** Material for this exercise follows **

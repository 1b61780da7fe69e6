//! The deployment model reported by `rpm-ostree status --json`.

use std::collections::BTreeMap;

use serde::{Deserialize, Serialize};

use crate::imgref::{self, OstreeImageReference};

/// Errors derived from a status snapshot.
#[derive(Debug, Clone, PartialEq, Eq, thiserror::Error)]
#[non_exhaustive]
pub enum DeploymentError {
    /// No deployment in the snapshot is marked booted. A running system
    /// always has exactly one, so this indicates broken daemon state.
    #[error("no booted deployment found")]
    NoBootedDeployment,
    /// The deployment was not created from a container image. Callers
    /// that branch on deployment kind treat this as a normal condition.
    #[error("deployment {id} is not container-based")]
    NotContainerBased {
        /// The deployment's identifier.
        id: String,
    },
    /// The stored container image reference failed to parse.
    #[error(transparent)]
    InvalidImageReference(#[from] imgref::ParseError),
}

/// A bootable filesystem tree.
#[derive(Debug, Clone, Default, PartialEq, Deserialize, Serialize)]
#[serde(rename_all = "kebab-case", default)]
pub struct Deployment {
    /// Unique identifier within one status snapshot.
    pub id: String,
    /// The operating system name.
    #[serde(rename = "osname")]
    pub os_name: String,
    /// Disambiguates deployments of the same OS.
    pub serial: i32,
    /// Content hash of the deployed tree.
    pub checksum: String,
    /// Content hash of the underlying base tree; reported only when
    /// local package layering has been applied on top of it.
    pub base_checksum: Option<String>,
    /// Human-readable version string.
    pub version: String,
    /// Seconds since the epoch.
    pub timestamp: u64,
    /// Whether this is the currently booted tree.
    pub booted: bool,
    /// Whether this tree becomes active on the next boot.
    pub staged: bool,
    /// Checksum of a live-applied overlay, if any.
    pub live_replaced: Option<String>,
    /// Free-form provenance of the deployment.
    pub origin: String,
    /// Human-readable description of a custom origin.
    pub custom_origin: Vec<String>,
    /// The ostree container image reference this deployment was created
    /// from; empty for non-container deployments.
    pub container_image_reference: String,
    /// Packages layered on request.
    pub requested_packages: Vec<String>,
    /// Base packages requested for removal.
    pub requested_base_removals: Vec<String>,
    /// Commit metadata of the base tree. The daemon serializes a
    /// gvariant dictionary here, so values are not uniformly strings.
    pub base_commit_meta: BTreeMap<String, serde_json::Value>,
}

impl Deployment {
    /// The checksum of the underlying base tree: the pre-layering commit
    /// for a locally layered tree, otherwise the tree itself.
    pub fn base_checksum(&self) -> &str {
        self.base_checksum.as_deref().unwrap_or(&self.checksum)
    }

    /// Parse the container image reference this deployment was created
    /// from, failing with [`DeploymentError::NotContainerBased`] for
    /// ostree-native deployments.
    pub fn require_container_image(&self) -> Result<OstreeImageReference, DeploymentError> {
        if self.container_image_reference.is_empty() {
            return Err(DeploymentError::NotContainerBased {
                id: self.id.clone(),
            });
        }
        Ok(self.container_image_reference.as_str().try_into()?)
    }
}

/// Summary of the daemon's current worldview. The deployment list is
/// the primary data; it preserves the daemon-reported order, with the
/// primary entry first.
#[derive(Debug, Clone, Default, PartialEq, Deserialize, Serialize)]
pub struct Status {
    /// The list of bootable filesystem trees.
    #[serde(rename = "deployments", alias = "Deployments", default)]
    pub deployments: Vec<Deployment>,
    /// The active transaction, if any.
    #[serde(rename = "transaction", alias = "Transaction", default)]
    pub transaction: Option<Vec<String>>,
}

impl Status {
    /// Finds the booted deployment. At most one entry should be marked
    /// booted; should the daemon ever report more, the first wins.
    pub fn booted_deployment(&self) -> Result<&Deployment, DeploymentError> {
        self.deployments
            .iter()
            .find(|d| d.booted)
            .ok_or(DeploymentError::NoBootedDeployment)
    }

    /// Finds the staged deployment. Absence is the normal "no pending
    /// update" state, not an error.
    pub fn staged_deployment(&self) -> Option<&Deployment> {
        self.deployments.iter().find(|d| d.staged)
    }
}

** End of Material for this exercise **

**What you have to do:** Show each line of the material that includes the string "hash" by copying it.

**Result of the exercise:**
    /// Content hash of the deployed tree.
    /// Content hash of the underlying base tree; reported only when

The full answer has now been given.